# GIVEN DATA
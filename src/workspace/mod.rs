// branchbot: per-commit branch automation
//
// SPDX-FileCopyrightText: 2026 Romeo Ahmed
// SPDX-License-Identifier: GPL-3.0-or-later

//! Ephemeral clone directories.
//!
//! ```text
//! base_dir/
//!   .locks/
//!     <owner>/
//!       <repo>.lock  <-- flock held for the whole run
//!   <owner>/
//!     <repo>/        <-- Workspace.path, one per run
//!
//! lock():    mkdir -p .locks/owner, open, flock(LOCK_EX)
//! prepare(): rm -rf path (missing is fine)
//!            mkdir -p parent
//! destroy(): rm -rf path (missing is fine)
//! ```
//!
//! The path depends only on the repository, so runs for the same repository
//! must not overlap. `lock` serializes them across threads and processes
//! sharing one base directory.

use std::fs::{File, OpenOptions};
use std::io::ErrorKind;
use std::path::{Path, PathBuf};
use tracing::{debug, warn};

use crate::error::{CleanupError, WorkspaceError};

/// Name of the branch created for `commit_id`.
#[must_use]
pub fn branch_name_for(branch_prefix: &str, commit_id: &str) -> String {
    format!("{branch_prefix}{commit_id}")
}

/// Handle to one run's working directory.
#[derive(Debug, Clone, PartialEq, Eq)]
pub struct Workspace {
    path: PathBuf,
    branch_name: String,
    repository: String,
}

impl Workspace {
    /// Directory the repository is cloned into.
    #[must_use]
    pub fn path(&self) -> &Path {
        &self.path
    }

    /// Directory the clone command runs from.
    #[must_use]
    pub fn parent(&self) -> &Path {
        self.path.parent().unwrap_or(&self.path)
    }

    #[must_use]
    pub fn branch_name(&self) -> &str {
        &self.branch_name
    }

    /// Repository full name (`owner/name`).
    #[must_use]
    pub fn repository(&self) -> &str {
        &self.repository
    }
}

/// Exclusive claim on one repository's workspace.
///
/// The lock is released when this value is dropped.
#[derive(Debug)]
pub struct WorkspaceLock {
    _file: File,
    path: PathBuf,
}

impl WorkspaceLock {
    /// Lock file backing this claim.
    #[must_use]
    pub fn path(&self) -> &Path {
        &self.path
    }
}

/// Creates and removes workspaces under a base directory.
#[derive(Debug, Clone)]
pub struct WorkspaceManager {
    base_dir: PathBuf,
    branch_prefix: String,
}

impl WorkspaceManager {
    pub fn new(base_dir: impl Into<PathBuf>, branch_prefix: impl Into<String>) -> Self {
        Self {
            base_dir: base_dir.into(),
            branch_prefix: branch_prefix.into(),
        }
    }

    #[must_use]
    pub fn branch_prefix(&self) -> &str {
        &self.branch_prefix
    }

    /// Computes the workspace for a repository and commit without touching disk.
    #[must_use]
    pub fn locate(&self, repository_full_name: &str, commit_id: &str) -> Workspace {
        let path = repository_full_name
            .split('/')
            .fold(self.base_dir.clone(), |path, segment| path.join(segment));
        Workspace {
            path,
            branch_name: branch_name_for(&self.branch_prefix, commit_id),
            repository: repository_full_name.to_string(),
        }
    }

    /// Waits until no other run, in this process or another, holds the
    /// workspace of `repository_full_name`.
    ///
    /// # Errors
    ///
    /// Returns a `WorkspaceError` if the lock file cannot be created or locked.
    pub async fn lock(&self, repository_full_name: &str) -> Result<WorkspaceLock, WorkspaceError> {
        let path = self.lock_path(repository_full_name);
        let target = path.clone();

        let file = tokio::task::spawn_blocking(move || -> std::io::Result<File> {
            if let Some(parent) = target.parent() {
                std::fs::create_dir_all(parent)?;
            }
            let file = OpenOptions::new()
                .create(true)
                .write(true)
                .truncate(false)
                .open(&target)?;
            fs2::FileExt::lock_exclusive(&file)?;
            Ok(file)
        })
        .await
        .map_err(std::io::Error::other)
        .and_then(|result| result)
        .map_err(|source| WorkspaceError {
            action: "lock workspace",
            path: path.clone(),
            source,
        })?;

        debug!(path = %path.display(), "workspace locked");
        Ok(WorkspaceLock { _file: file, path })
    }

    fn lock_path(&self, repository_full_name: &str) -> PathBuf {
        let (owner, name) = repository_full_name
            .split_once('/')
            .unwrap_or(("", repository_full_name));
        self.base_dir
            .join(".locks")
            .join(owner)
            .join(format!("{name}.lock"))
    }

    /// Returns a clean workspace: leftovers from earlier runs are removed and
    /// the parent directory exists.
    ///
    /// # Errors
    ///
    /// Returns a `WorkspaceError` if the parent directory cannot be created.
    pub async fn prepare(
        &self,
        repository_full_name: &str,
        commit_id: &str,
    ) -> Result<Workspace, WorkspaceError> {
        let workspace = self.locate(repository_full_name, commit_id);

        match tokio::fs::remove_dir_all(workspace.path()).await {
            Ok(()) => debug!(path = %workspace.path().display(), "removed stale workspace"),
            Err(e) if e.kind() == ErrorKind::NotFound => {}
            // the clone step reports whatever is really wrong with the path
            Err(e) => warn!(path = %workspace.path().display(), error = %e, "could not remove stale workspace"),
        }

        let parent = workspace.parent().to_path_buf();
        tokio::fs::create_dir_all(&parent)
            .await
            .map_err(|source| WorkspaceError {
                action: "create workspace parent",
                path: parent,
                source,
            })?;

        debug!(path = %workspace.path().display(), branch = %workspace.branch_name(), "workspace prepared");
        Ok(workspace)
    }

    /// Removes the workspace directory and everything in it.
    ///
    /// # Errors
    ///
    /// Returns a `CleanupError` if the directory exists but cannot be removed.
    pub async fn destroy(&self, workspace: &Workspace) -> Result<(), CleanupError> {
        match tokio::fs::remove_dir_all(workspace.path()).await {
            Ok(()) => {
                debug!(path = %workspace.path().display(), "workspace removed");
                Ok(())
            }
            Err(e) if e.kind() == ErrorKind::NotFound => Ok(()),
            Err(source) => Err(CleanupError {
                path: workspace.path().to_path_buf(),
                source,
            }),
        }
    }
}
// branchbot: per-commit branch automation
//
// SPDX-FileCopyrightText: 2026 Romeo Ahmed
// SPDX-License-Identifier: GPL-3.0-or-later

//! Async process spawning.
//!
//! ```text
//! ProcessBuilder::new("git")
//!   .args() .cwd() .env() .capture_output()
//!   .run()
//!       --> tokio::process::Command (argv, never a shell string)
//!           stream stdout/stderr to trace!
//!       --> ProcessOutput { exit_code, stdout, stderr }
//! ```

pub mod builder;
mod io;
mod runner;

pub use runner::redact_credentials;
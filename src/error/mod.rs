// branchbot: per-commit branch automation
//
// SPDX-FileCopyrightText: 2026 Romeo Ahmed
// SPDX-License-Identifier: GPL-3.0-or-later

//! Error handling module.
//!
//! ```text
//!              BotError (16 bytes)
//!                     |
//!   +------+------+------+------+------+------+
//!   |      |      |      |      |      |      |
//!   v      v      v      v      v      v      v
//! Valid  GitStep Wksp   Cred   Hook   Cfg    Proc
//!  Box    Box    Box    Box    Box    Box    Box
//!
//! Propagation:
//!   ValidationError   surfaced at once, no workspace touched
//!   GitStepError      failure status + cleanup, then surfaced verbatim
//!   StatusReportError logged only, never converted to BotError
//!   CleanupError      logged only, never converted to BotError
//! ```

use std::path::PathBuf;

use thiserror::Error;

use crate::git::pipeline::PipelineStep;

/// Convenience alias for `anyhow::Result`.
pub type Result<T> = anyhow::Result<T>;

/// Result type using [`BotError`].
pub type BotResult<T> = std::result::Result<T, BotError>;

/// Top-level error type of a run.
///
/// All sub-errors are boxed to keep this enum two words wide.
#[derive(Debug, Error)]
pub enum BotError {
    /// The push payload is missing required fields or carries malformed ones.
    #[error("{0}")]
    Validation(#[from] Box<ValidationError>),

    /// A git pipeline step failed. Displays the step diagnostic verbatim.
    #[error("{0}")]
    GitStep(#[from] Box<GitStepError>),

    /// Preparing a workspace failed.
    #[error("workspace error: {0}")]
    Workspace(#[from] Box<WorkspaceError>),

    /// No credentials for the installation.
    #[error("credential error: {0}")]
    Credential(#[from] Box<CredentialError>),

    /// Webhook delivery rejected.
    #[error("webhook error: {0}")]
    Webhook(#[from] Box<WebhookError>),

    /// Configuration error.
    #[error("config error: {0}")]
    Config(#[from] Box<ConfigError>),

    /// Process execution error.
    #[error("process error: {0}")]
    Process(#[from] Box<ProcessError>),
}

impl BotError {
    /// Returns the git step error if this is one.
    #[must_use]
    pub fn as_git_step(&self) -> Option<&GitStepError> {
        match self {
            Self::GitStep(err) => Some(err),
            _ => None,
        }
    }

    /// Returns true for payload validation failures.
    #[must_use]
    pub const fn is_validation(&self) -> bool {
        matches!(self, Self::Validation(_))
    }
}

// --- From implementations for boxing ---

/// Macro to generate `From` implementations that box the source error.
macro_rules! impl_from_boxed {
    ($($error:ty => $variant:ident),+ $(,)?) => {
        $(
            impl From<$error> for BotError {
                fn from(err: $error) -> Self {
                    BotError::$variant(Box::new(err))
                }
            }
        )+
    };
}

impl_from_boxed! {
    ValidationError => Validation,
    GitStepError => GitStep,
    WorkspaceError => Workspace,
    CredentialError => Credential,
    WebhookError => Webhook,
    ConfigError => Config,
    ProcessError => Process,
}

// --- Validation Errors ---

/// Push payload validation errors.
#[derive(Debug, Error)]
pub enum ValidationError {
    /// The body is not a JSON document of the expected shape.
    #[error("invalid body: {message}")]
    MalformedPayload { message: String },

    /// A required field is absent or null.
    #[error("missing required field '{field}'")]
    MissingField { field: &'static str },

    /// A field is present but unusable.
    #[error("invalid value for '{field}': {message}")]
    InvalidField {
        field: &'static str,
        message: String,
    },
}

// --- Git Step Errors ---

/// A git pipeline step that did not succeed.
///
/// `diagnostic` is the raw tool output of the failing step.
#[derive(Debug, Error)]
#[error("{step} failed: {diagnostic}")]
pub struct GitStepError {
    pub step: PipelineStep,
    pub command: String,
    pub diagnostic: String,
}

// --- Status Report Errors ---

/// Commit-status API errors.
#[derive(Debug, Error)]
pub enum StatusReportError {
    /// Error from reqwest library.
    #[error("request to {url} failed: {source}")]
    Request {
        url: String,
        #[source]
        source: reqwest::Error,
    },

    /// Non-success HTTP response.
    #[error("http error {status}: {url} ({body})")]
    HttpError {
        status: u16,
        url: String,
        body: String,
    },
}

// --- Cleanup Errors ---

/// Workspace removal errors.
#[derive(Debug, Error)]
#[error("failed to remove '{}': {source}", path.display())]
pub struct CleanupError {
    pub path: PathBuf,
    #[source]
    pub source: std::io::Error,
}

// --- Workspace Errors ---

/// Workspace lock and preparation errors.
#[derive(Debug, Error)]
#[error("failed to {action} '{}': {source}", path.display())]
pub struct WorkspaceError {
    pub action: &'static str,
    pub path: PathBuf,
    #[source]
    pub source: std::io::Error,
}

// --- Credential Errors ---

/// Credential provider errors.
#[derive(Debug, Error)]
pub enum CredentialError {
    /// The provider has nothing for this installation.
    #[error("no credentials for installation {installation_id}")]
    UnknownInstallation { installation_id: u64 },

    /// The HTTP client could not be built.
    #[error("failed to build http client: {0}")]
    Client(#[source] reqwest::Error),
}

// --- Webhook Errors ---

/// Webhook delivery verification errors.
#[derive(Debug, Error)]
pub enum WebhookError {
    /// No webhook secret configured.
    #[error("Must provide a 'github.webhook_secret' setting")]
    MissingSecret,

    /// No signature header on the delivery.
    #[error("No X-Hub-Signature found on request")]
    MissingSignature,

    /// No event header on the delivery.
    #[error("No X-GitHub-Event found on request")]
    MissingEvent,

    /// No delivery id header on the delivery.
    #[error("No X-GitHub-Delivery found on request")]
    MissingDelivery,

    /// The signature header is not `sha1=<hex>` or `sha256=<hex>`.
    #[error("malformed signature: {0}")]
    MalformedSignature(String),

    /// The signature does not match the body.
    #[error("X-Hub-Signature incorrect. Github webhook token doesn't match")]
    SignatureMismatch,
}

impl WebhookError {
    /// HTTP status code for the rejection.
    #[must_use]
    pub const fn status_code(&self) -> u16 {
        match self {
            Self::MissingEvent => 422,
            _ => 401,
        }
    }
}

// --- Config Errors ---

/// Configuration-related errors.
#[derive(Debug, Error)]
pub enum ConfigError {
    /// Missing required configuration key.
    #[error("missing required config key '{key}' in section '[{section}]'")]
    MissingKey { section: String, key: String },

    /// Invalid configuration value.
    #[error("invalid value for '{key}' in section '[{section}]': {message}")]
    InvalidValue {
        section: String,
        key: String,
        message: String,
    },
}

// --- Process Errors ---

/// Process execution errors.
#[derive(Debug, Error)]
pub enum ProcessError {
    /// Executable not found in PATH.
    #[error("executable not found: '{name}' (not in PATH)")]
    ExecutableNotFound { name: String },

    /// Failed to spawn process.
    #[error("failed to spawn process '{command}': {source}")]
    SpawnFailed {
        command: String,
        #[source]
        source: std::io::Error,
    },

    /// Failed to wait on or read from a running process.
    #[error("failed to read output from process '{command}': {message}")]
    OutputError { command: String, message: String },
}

* * *

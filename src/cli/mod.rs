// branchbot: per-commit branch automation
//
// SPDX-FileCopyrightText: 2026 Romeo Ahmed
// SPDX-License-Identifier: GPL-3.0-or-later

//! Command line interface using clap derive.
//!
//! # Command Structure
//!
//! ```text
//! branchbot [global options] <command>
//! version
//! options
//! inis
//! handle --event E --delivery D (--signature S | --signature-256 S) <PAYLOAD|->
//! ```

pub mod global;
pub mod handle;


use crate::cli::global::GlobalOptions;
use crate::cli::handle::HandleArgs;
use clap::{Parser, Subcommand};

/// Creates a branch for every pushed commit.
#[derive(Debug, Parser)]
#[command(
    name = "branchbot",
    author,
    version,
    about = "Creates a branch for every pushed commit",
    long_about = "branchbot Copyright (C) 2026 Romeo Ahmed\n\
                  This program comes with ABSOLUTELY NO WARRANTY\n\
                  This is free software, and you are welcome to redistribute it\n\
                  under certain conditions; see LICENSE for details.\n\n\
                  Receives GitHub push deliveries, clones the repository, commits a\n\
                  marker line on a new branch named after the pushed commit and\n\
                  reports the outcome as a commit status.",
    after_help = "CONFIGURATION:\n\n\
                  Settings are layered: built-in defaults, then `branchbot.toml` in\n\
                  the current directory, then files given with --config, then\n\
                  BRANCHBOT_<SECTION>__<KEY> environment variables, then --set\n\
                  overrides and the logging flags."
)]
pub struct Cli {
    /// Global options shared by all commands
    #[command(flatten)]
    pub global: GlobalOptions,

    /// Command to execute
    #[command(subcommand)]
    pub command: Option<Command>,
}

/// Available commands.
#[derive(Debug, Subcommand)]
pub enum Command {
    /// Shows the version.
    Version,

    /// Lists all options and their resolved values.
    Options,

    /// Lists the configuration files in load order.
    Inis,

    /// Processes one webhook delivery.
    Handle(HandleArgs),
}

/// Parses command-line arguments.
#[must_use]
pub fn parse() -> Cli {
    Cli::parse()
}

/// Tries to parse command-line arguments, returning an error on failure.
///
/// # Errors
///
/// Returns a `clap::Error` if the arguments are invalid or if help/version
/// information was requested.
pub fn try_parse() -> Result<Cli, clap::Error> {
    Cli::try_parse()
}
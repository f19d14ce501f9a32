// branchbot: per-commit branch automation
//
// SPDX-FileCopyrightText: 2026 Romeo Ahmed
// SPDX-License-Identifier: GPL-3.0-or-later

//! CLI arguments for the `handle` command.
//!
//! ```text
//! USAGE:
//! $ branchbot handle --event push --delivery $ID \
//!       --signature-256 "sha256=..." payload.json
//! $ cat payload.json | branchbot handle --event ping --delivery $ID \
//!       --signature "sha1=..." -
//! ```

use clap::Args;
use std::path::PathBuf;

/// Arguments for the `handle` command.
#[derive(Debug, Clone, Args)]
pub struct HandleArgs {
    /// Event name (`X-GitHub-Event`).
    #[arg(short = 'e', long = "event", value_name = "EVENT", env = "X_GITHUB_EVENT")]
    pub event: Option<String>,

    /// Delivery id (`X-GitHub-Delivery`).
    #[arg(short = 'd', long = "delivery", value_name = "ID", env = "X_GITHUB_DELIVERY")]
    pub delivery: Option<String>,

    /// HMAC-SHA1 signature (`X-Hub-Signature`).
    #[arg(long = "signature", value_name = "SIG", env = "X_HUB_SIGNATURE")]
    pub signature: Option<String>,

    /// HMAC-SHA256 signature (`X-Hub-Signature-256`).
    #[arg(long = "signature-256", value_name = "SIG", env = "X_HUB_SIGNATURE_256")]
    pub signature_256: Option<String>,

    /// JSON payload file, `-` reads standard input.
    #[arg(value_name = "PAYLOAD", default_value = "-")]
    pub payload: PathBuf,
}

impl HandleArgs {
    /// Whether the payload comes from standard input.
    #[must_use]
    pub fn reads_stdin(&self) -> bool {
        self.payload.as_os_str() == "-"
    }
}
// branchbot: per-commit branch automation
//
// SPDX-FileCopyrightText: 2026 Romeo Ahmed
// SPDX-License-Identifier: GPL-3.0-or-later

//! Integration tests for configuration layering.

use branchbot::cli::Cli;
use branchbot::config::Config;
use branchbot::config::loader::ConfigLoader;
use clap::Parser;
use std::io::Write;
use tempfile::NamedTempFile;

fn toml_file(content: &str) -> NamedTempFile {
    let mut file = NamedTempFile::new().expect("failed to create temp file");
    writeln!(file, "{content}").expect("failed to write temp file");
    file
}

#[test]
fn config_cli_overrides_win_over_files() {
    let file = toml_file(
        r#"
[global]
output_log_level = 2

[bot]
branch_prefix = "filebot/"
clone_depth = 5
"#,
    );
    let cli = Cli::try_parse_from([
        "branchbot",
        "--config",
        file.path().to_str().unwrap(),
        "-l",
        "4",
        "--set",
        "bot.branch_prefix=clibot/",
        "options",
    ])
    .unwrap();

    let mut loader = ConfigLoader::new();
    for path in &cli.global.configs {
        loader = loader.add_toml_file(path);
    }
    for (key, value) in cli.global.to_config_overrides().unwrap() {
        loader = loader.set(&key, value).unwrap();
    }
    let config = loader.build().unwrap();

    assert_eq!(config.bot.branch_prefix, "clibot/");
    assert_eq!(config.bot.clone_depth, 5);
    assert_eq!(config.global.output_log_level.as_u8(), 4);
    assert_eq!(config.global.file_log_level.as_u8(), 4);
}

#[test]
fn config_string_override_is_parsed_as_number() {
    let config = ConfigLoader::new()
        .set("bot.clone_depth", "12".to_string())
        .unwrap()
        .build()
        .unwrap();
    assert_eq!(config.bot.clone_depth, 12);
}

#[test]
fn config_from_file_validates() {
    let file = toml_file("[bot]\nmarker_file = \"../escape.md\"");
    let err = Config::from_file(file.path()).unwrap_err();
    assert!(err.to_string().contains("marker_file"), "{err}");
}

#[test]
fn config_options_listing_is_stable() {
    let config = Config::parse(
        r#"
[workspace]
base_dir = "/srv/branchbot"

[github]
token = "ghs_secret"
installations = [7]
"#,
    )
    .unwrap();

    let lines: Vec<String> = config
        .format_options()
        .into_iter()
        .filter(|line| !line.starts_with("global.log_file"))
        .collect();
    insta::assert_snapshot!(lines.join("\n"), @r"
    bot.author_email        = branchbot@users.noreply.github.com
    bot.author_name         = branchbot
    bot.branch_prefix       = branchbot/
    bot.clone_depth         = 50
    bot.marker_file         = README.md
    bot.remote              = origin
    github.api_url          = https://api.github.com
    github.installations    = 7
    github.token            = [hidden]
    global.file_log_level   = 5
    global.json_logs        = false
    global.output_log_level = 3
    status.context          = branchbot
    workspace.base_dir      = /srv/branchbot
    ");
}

* * *

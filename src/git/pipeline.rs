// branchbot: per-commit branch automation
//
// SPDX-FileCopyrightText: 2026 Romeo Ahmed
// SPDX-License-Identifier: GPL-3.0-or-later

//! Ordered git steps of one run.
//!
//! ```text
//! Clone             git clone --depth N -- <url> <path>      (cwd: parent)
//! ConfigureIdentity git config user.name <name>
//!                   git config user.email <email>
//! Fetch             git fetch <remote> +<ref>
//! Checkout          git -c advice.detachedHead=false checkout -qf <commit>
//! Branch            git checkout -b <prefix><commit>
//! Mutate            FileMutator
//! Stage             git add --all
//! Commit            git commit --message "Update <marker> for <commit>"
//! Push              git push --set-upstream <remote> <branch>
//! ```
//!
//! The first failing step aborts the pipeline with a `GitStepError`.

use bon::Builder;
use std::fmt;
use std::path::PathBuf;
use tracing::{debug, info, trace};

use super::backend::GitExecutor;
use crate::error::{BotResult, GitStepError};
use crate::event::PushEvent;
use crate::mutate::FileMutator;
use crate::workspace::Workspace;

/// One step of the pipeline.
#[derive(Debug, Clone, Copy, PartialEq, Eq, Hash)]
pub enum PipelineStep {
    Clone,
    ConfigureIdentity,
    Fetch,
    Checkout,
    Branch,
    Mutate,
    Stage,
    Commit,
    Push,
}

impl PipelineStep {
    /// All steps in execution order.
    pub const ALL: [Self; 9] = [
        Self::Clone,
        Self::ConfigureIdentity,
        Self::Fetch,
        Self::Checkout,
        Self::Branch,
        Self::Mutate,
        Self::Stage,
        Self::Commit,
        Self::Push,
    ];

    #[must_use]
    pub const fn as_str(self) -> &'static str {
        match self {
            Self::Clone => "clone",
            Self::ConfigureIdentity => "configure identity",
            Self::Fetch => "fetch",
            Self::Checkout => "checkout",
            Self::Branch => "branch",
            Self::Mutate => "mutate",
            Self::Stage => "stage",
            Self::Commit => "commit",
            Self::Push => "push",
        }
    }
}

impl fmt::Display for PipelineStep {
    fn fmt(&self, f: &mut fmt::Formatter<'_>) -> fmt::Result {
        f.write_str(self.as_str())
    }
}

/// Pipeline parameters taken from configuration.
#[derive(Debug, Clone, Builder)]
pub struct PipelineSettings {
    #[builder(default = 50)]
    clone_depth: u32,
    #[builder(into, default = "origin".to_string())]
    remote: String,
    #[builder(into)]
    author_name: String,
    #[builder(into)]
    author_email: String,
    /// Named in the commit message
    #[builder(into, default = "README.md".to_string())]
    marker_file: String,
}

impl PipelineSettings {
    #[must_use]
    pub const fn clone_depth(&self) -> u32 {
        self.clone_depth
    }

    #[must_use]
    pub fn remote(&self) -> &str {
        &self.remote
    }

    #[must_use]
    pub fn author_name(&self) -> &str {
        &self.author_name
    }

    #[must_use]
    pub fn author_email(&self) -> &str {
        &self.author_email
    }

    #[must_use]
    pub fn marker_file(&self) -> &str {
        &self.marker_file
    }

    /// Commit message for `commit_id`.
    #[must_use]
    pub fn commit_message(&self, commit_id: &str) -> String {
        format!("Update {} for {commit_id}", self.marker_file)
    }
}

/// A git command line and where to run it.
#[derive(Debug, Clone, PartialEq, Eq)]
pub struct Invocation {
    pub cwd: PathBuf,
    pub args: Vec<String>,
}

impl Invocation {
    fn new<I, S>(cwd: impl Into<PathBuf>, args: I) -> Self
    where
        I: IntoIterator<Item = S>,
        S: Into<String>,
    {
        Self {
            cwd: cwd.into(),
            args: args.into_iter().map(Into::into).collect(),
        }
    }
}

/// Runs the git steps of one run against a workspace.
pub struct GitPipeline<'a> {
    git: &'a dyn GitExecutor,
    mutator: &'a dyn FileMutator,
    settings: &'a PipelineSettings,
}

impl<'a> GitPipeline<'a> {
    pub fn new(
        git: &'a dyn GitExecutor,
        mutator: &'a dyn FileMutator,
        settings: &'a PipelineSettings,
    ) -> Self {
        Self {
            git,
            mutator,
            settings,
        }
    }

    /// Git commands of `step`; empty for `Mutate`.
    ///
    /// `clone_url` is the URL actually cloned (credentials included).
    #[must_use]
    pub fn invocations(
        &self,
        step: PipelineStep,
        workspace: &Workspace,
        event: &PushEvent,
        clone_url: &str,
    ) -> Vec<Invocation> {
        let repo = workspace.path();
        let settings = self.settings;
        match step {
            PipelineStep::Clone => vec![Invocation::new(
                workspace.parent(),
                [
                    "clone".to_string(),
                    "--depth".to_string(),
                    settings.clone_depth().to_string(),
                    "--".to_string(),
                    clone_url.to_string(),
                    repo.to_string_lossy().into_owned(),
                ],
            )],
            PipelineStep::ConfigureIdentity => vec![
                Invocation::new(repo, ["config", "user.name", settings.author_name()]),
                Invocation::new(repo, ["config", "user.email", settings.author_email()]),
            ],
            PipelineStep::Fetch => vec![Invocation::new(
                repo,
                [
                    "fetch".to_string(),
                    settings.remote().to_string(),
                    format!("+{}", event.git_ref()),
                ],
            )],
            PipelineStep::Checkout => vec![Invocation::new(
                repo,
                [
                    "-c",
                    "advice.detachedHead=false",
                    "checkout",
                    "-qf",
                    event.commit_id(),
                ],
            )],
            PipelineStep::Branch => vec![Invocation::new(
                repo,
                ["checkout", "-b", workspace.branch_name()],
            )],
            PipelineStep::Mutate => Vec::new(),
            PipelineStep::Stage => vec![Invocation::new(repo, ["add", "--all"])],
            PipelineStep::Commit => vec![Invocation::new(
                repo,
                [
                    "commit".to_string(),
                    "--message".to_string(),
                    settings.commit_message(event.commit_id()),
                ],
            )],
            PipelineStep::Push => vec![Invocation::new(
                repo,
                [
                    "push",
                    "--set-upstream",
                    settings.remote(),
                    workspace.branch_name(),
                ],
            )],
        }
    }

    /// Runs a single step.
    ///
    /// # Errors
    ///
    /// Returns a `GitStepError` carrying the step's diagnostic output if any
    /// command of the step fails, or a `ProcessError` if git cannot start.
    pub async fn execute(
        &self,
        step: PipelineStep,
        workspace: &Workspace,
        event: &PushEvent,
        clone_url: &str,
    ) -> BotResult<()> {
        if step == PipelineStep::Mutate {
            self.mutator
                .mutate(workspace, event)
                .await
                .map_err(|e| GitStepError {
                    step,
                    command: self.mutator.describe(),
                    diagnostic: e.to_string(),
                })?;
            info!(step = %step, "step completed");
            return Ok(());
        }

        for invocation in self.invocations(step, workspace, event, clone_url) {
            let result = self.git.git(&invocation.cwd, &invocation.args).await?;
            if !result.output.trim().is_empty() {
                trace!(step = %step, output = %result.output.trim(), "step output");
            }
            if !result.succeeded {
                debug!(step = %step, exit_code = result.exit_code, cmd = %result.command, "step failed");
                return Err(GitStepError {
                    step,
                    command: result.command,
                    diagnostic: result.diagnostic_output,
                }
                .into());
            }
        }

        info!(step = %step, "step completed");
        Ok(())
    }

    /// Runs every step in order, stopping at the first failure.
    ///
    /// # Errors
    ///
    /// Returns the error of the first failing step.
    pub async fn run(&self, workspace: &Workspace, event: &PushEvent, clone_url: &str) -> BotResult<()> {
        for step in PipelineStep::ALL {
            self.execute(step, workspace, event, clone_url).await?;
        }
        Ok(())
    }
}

# INSTRUCTIONS FOR THE TASK
Would you count the lines in the data that contain "stdout" and answer with only the number?

# TASK OUTPUT
2